(Extracted data entries)
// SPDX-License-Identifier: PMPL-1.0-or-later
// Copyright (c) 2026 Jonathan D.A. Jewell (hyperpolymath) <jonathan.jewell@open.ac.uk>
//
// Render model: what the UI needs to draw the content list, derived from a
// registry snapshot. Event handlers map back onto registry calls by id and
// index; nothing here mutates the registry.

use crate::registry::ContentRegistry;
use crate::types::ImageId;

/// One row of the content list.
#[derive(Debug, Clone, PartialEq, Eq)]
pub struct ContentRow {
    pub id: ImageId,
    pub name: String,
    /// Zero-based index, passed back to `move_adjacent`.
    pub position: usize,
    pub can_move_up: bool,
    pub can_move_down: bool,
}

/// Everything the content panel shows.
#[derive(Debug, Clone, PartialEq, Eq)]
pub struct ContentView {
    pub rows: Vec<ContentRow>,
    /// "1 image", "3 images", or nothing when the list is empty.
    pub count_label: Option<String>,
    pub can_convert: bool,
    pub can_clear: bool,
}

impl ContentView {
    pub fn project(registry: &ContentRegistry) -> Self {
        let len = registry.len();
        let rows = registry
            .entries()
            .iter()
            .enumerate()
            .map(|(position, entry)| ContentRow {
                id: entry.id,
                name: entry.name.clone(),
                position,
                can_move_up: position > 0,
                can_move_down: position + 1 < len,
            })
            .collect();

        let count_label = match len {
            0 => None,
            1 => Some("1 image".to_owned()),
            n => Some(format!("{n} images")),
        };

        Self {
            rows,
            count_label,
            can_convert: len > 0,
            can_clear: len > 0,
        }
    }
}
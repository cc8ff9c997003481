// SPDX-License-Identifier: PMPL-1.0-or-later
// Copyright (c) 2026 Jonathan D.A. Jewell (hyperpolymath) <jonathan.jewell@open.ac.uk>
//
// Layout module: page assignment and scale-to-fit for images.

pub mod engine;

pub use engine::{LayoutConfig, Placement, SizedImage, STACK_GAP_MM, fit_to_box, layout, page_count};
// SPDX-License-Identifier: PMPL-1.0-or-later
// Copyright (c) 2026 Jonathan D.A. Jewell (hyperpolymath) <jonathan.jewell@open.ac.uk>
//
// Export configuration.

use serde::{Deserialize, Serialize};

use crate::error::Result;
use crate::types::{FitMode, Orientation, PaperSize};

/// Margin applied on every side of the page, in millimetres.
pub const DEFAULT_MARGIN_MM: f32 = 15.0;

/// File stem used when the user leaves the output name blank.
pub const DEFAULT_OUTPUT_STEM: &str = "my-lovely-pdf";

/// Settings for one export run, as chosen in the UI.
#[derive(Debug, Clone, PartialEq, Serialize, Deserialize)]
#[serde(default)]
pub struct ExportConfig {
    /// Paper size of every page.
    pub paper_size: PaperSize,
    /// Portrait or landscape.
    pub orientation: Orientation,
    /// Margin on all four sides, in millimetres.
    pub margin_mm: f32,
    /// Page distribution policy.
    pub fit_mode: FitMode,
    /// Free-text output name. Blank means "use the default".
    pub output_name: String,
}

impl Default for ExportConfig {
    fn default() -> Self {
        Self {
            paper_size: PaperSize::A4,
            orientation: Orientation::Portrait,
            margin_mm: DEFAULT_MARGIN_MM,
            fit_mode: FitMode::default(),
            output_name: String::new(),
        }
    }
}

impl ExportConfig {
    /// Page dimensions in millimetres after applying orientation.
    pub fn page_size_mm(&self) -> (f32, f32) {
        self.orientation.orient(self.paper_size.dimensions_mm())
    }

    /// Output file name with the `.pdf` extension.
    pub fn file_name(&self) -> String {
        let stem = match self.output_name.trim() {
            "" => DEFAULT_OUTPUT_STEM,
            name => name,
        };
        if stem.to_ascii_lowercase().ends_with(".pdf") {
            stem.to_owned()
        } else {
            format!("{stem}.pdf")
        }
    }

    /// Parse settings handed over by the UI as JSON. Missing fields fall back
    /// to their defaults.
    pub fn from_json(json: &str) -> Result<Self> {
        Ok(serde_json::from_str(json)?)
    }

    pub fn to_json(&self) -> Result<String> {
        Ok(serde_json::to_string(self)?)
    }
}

■ Aim of the exercise
Tally the lines of the data that include the word "when". Reply with the number only.

■ Exercise output
2